Ditambahkan Indra Gunawan, saat ini Pemerintah melalui Kementerian ATR/BPN sudah menerapkan sertifikat elektronik sebagai upaya mengamankan aset milik masyarakat.
Sertifikat elektronik ini diharapkan dapat mengurangi risiko pemalsuan dan meningkatkan keamanan kepemilikan tanah.
“Sekali lagi, kami mengimbau kepada masyarakat, segera tingkatkan status dokumen kepemilikan tanah ke sertifikat,” jelas Indra Gunawan.
Menanggapi rumor yang beredar bahwa pada tahun 2026, dokumen-dokumen tradisional seperti Leter C, Petuk Pajak Bumi/Landrente, girik, pipil, kekitir, dan Verponding Indonesia diprediksi tidak lagi berlaku sebagai bukti kepemilikan tanah.
Kepala Seksi Penetapan Hak dan Pendaftaran, BPN Kota Depok, Dindin Saripudin, menyampaikan bahwa dokumen-dokumen tanah tradisional hanya akan dianggap sebagai petunjuk pendaftaran tanah dan tidak lagi sah sebagai alat bukti kepemilikan.
“Berdasarkan Peraturan Pemerintah No. 18 Tahun 2021, dokumen tanah adat seperti girik, pipil, dan Verponding Indonesia dinyatakan tidak berlaku sebagai alat bukti kepemilikan.
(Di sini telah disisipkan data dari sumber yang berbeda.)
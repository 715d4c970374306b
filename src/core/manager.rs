//! The manager that owns the "current state" pointer.

use crate::core::state::StateRef;
use std::fmt;
use std::rc::Rc;

/// Drives one state graph: holds the single active [`State`](crate::core::State)
/// and exposes the tick/transition operations.
///
/// The manager does not own the states themselves — several managers may
/// walk the same graph — it only tracks which node is currently active.
/// `current` is always either the state supplied at construction or a state
/// reached from it through a validated transition.
///
/// Execution is single-threaded and cooperative: every call runs to
/// completion on the caller's thread. Hooks must not call back into the
/// manager that is driving them; [`next_state`](StateManager::next_state)
/// holds the manager exclusively for the whole transition sequence.
///
/// # Example
///
/// ```rust
/// use tickstate::{State, StateManager};
///
/// let idle = State::new("idle");
/// let running = State::new("running");
/// idle.add_next_state(&running);
///
/// let mut machine = StateManager::new(idle.clone());
/// machine.update(); // runs idle's update hook (a no-op here)
///
/// assert!(machine.next_state(&running));
/// assert!(!machine.next_state(&idle)); // no reverse edge declared
/// assert!(std::rc::Rc::ptr_eq(machine.current_state(), &running));
/// ```
pub struct StateManager {
    current: StateRef,
}

impl StateManager {
    /// Create a manager with `initial` active.
    ///
    /// The initial state's enter hook is NOT invoked — only a transition
    /// into a state fires it, and nothing transitions into the first state.
    /// Callers that want entry behavior for the starting state either invoke
    /// [`State::enter`](crate::core::State::enter) themselves or construct
    /// via [`StateManager::new_entered`].
    pub fn new(initial: StateRef) -> Self {
        Self { current: initial }
    }

    /// Create a manager with `initial` active, firing its enter hook first.
    ///
    /// The counterpart to [`StateManager::new`] for callers that want the
    /// starting state treated like any other entered state.
    pub fn new_entered(initial: StateRef) -> Self {
        initial.enter();
        Self { current: initial }
    }

    /// Run the active state's per-tick behavior (its update hook, if any).
    pub fn update(&self) {
        self.current.update();
    }

    /// Attempt a transition to `candidate`.
    ///
    /// `candidate` is accepted iff it is pointer-identical to an entry in
    /// the current state's allowed-successor list. On rejection the method
    /// returns `false`, the current state is unchanged, and no hook fires —
    /// a rejected transition is routine control flow, not an error.
    ///
    /// On acceptance the sequence is fixed and observable:
    ///
    /// 1. the outgoing state's exit hook fires (it is still current);
    /// 2. `candidate` becomes current;
    /// 3. `candidate`'s previous-reference is set to the outgoing state;
    /// 4. `candidate`'s enter hook fires, already seeing the new previous.
    pub fn next_state(&mut self, candidate: &StateRef) -> bool {
        // The successor scan releases its borrow before any hook runs, so
        // hooks are free to wire new edges on either state.
        if !self.current.allows(candidate) {
            return false;
        }

        let outgoing = Rc::clone(&self.current);
        outgoing.exit();
        self.current = Rc::clone(candidate);
        self.current.set_previous(outgoing);
        self.current.enter();
        true
    }

    /// The active state.
    pub fn current_state(&self) -> &StateRef {
        &self.current
    }
}

impl fmt::Debug for StateManager {
    fn fmt(&self, f: &mut fmt::Formatter<'_>) -> fmt::Result {
        f.debug_struct("StateManager")
            .field("current", &self.current)
            .finish()
    }
}

#[cfg(test)]
mod tests {
    use super::*;
    use crate::core::State;
    use std::cell::{Cell, RefCell};

    fn logging_state(name: &'static str, log: &Rc<RefCell<Vec<String>>>) -> StateRef {
        let (e, u, x) = (log.clone(), log.clone(), log.clone());
        State::builder(name)
            .on_enter(move || e.borrow_mut().push(format!("{name}.enter")))
            .on_update(move || u.borrow_mut().push(format!("{name}.update")))
            .on_exit(move || x.borrow_mut().push(format!("{name}.exit")))
            .build()
    }

    #[test]
    fn update_runs_only_the_current_state() {
        let log = Rc::new(RefCell::new(Vec::new()));
        let idle = logging_state("idle", &log);
        let running = logging_state("running", &log);
        idle.add_next_state(&running);

        let machine = StateManager::new(idle);
        machine.update();
        machine.update();

        assert_eq!(*log.borrow(), vec!["idle.update", "idle.update"]);
    }

    #[test]
    fn valid_transition_returns_true_and_swaps_current() {
        let idle = State::new("idle");
        let running = State::new("running");
        idle.add_next_state(&running);

        let mut machine = StateManager::new(idle);
        assert!(machine.next_state(&running));
        assert!(Rc::ptr_eq(machine.current_state(), &running));
    }

    #[test]
    fn invalid_transition_returns_false_and_changes_nothing() {
        let log = Rc::new(RefCell::new(Vec::new()));
        let idle = logging_state("idle", &log);
        let running = logging_state("running", &log);
        // No edge declared in either direction.

        let mut machine = StateManager::new(idle.clone());
        assert!(!machine.next_state(&running));

        assert!(Rc::ptr_eq(machine.current_state(), &idle));
        assert!(log.borrow().is_empty());
        assert!(running.previous().is_none());
    }

    #[test]
    fn hooks_fire_in_exit_then_enter_order() {
        let log = Rc::new(RefCell::new(Vec::new()));
        let a = logging_state("a", &log);
        let b = logging_state("b", &log);
        a.add_next_state(&b);

        let mut machine = StateManager::new(a);
        assert!(machine.next_state(&b));

        assert_eq!(*log.borrow(), vec!["a.exit", "b.enter"]);
    }

    #[test]
    fn previous_is_set_before_the_enter_hook_runs() {
        let a = State::new("a");
        let slot: Rc<RefCell<Option<StateRef>>> = Rc::new(RefCell::new(None));
        let seen: Rc<RefCell<Option<StateRef>>> = Rc::new(RefCell::new(None));

        let (slot2, seen2) = (slot.clone(), seen.clone());
        let b = State::builder("b")
            .on_enter(move || {
                let me = slot2.borrow().clone().unwrap();
                *seen2.borrow_mut() = me.previous();
            })
            .build();
        *slot.borrow_mut() = Some(b.clone());
        a.add_next_state(&b);

        let mut machine = StateManager::new(a.clone());
        assert!(machine.next_state(&b));

        let observed = seen.borrow().clone().unwrap();
        assert!(Rc::ptr_eq(&observed, &a));
    }

    #[test]
    fn reentry_overwrites_previous_and_keeps_data() {
        let a = State::new("a");
        let b = State::new("b");
        a.add_next_state(&b);
        b.add_next_state(&a);

        let mut machine = StateManager::new(a.clone());
        a.data().insert("visits", 1);

        assert!(machine.next_state(&b));
        assert!(machine.next_state(&a));

        // Data written in the first visit survived the round trip.
        assert_eq!(a.data().get::<u32>("visits").unwrap(), 1);
        let prev = a.previous().unwrap();
        assert!(Rc::ptr_eq(&prev, &b));
    }

    #[test]
    fn duplicate_edges_do_not_break_matching() {
        let a = State::new("a");
        let b = State::new("b");
        a.add_next_state(&b);
        a.add_next_state(&b);

        let mut machine = StateManager::new(a);
        assert!(machine.next_state(&b));
    }

    #[test]
    fn self_loop_transition_reenters_the_same_state() {
        let log = Rc::new(RefCell::new(Vec::new()));
        let a = logging_state("a", &log);
        a.add_next_state(&a);

        let mut machine = StateManager::new(a.clone());
        assert!(machine.next_state(&a));

        assert_eq!(*log.borrow(), vec!["a.exit", "a.enter"]);
        let prev = a.previous().unwrap();
        assert!(Rc::ptr_eq(&prev, &a));
    }

    #[test]
    fn construction_does_not_fire_the_enter_hook() {
        let entered = Rc::new(Cell::new(false));
        let flag = entered.clone();
        let initial = State::builder("initial")
            .on_enter(move || flag.set(true))
            .build();

        let machine = StateManager::new(initial.clone());
        machine.update();

        assert!(!entered.get());

        // The caller may still fire it manually.
        initial.enter();
        assert!(entered.get());
    }

    #[test]
    fn new_entered_fires_the_enter_hook_once() {
        let entered = Rc::new(Cell::new(0));
        let count = entered.clone();
        let initial = State::builder("initial")
            .on_enter(move || count.set(count.get() + 1))
            .build();

        let machine = StateManager::new_entered(initial.clone());

        assert_eq!(entered.get(), 1);
        assert!(Rc::ptr_eq(machine.current_state(), &initial));
    }

    #[test]
    fn rejected_target_can_be_reached_after_wiring_the_edge() {
        let a = State::new("a");
        let b = State::new("b");

        let mut machine = StateManager::new(a.clone());
        assert!(!machine.next_state(&b));

        a.add_next_state(&b);
        assert!(machine.next_state(&b));
    }

    #[test]
    fn an_enter_hook_may_wire_new_edges() {
        let a = State::new("a");
        let c = State::new("c");

        let (a2, c2) = (a.clone(), c.clone());
        let b = State::builder("b")
            .on_enter(move || {
                // Wire the way back while entering.
                a2.add_next_state(&c2);
            })
            .build();
        a.add_next_state(&b);

        let mut machine = StateManager::new(a.clone());
        assert!(machine.next_state(&b));
        assert!(a.allows(&c));
    }

    #[test]
    fn two_managers_can_walk_the_same_graph() {
        let a = State::new("a");
        let b = State::new("b");
        a.add_next_state(&b);

        let mut first = StateManager::new(a.clone());
        let second = StateManager::new(a.clone());

        assert!(first.next_state(&b));

        assert!(Rc::ptr_eq(first.current_state(), &b));
        assert!(Rc::ptr_eq(second.current_state(), &a));
    }
}
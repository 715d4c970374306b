//! Document Approval Workflow
//!
//! This example demonstrates a multi-stage approval workflow.
//!
//! Key concepts:
//! - Linear workflow (draft -> review -> approved -> published)
//! - A rework edge back to draft
//! - Typed data-bag access with a serde payload
//!
//! Run with: cargo run --example document_workflow

use serde::{Deserialize, Serialize};
use tickstate::{allow, State, StateManager};

#[derive(Clone, Debug, Serialize, Deserialize)]
struct ReviewOutcome {
    reviewer: String,
    round: u32,
    approved: bool,
}

fn main() {
    println!("=== Document Approval Workflow ===\n");

    let draft = State::builder("draft")
        .on_enter(|| println!("  back to the drawing board"))
        .build();

    let review_builder = State::builder("review");
    let review_bag = review_builder.data();
    let review = review_builder
        .on_enter(move || {
            let round = review_bag.get::<u32>("round").unwrap_or(0) + 1;
            review_bag.insert("round", round);
            println!("  review round {round} begins");
        })
        .build();

    let approved = State::builder("approved")
        .on_enter(|| println!("  sign-off recorded"))
        .build();
    let published = State::builder("published")
        .on_enter(|| println!("  live!"))
        .build();

    allow! {
        draft => review;
        review => approved, draft;
        approved => published;
    }

    let mut machine = StateManager::new(draft.clone());

    // First round: the reviewer bounces it.
    machine.next_state(&review);
    review
        .data()
        .set(
            "outcome",
            &ReviewOutcome {
                reviewer: "sam".to_string(),
                round: 1,
                approved: false,
            },
        )
        .expect("outcome encodes");
    machine.next_state(&draft);

    // Second round sticks.
    machine.next_state(&review);
    review
        .data()
        .set(
            "outcome",
            &ReviewOutcome {
                reviewer: "alex".to_string(),
                round: 2,
                approved: true,
            },
        )
        .expect("outcome encodes");
    machine.next_state(&approved);
    machine.next_state(&published);

    // Publishing is terminal: no edges were wired out of it.
    assert!(!machine.next_state(&draft));

    let outcome: ReviewOutcome = review.data().get("outcome").expect("outcome decodes");
    println!(
        "\nFinal state: {} (approved by {} in round {})",
        machine.current_state().name(),
        outcome.reviewer,
        outcome.round
    );

    println!("\n=== Example Complete ===");
}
Dokumen tersebut hanya akan berfungsi sebagai petunjuk dalam proses pendaftaran tanah,” ujar Dindin pada Rabu, 11 Oktober 2024.
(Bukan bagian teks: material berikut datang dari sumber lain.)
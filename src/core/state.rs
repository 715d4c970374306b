//! State nodes: lifecycle hooks, allowed successors, and per-state data.
//!
//! A [`State`] is a passive record. It does nothing on its own; a
//! [`StateManager`](crate::core::StateManager) decides when its hooks fire,
//! and the embedding application decides what those hooks do.

use crate::builder::StateBuilder;
use crate::core::data::StateData;
use std::cell::RefCell;
use std::fmt;
use std::rc::Rc;
use uuid::Uuid;

/// Shared handle to a state node.
///
/// States are always handled through `Rc`; two handles denote the same node
/// iff they point at the same allocation ([`Rc::ptr_eq`]). Names are labels
/// for humans, never identity — two distinct states may share a name.
pub type StateRef = Rc<State>;

/// A zero-argument lifecycle callback.
///
/// Hooks are plain `Fn` closures; anything they mutate lives in their
/// captures, typically a [`Cell`](std::cell::Cell), a `RefCell`, or the
/// owning state's [`StateData`] handle.
pub(crate) type Hook = Box<dyn Fn()>;

/// A node in the machine: three optional lifecycle hooks, an append-only
/// list of allowed successors, a back-reference to the state last
/// transitioned from, and an open-ended data bag.
///
/// Hooks are fixed at construction via [`State::builder`]; the successor
/// list grows (and only grows) through [`State::add_next_state`] at any
/// point before or during use. Self-loops and duplicate edges are legal and
/// deliberately never validated away.
///
/// # Example
///
/// ```rust
/// use tickstate::core::State;
///
/// let idle = State::new("idle");
/// let running = State::new("running");
///
/// idle.add_next_state(&running);
/// idle.add_next_state(&idle); // self-loop, allowed
///
/// assert!(idle.allows(&running));
/// assert!(idle.allows(&idle));
/// assert!(!running.allows(&idle));
/// ```
pub struct State {
    id: Uuid,
    name: String,
    on_enter: Option<Hook>,
    on_update: Option<Hook>,
    on_exit: Option<Hook>,
    allowed: RefCell<Vec<StateRef>>,
    previous: RefCell<Option<StateRef>>,
    data: StateData,
}

impl State {
    /// Create a hookless state. Shorthand for `State::builder(name).build()`.
    pub fn new(name: impl Into<String>) -> StateRef {
        StateBuilder::new(name).build()
    }

    /// Start building a state with hooks, pre-wired successors, or a
    /// pre-shared data handle.
    pub fn builder(name: impl Into<String>) -> StateBuilder {
        StateBuilder::new(name)
    }

    pub(crate) fn assemble(
        name: String,
        on_enter: Option<Hook>,
        on_update: Option<Hook>,
        on_exit: Option<Hook>,
        allowed: Vec<StateRef>,
        data: StateData,
    ) -> StateRef {
        Rc::new(Self {
            id: Uuid::new_v4(),
            name,
            on_enter,
            on_update,
            on_exit,
            allowed: RefCell::new(allowed),
            previous: RefCell::new(None),
            data,
        })
    }

    /// The state's display name.
    pub fn name(&self) -> &str {
        &self.name
    }

    /// Generated id, stable for the lifetime of the node. Diagnostic only;
    /// identity checks go through [`Rc::ptr_eq`] on [`StateRef`]s.
    pub fn id(&self) -> Uuid {
        self.id
    }

    /// Append `candidate` to the allowed-successor list.
    ///
    /// Always succeeds: no cycle, duplicate, or self-reference checks, and
    /// nothing ever removes an entry.
    pub fn add_next_state(&self, candidate: &StateRef) {
        self.allowed.borrow_mut().push(Rc::clone(candidate));
    }

    /// Check whether a transition to `candidate` would be accepted, by
    /// scanning the successor list for a pointer-identical entry.
    pub fn allows(&self, candidate: &StateRef) -> bool {
        self.allowed
            .borrow()
            .iter()
            .any(|next| Rc::ptr_eq(next, candidate))
    }

    /// Snapshot of the allowed successors, in insertion order, duplicates
    /// included. The returned `Vec` is the caller's; pushing into or
    /// draining it does not touch the node.
    pub fn allowed_next(&self) -> Vec<StateRef> {
        self.allowed.borrow().clone()
    }

    /// Invoke the update hook if present; no-op otherwise.
    pub fn update(&self) {
        if let Some(hook) = &self.on_update {
            hook();
        }
    }

    /// Invoke the enter hook if present; no-op otherwise.
    pub fn enter(&self) {
        if let Some(hook) = &self.on_enter {
            hook();
        }
    }

    /// Invoke the exit hook if present; no-op otherwise.
    pub fn exit(&self) {
        if let Some(hook) = &self.on_exit {
            hook();
        }
    }

    /// Record the state transitioned from. Public, but intended to be
    /// called by [`StateManager`](crate::core::StateManager) during a
    /// transition; overwritten on every re-entry.
    pub fn set_previous(&self, prev: StateRef) {
        *self.previous.borrow_mut() = Some(prev);
    }

    /// The state last transitioned from, if any. Set before the enter hook
    /// fires, so the hook already sees the correct value.
    pub fn previous(&self) -> Option<StateRef> {
        self.previous.borrow().clone()
    }

    /// Handle to this state's data bag. Cloning the handle is cheap and
    /// every clone reads and writes the same store.
    pub fn data(&self) -> StateData {
        self.data.clone()
    }
}

impl fmt::Debug for State {
    fn fmt(&self, f: &mut fmt::Formatter<'_>) -> fmt::Result {
        f.debug_struct("State")
            .field("id", &self.id)
            .field("name", &self.name)
            .field("allowed", &self.allowed.borrow().len())
            .field("data", &self.data)
            .finish()
    }
}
Dindin juga menjelaskan bahwa masyarakat bisa merujuk pada Peraturan Menteri ATR/BPN RI Nomor 16 Tahun 2021 untuk mendapatkan informasi lebih detail mengenai mekanisme pendaftaran tanah adat.
Ia menegaskan bahwa tanah adat tetap dapat didaftarkan melalui mekanisme pengakuan hak, asalkan pemilik memenuhi syarat yang diatur dalam pasal 76 A ayat 4 dari peraturan tersebut. (ed)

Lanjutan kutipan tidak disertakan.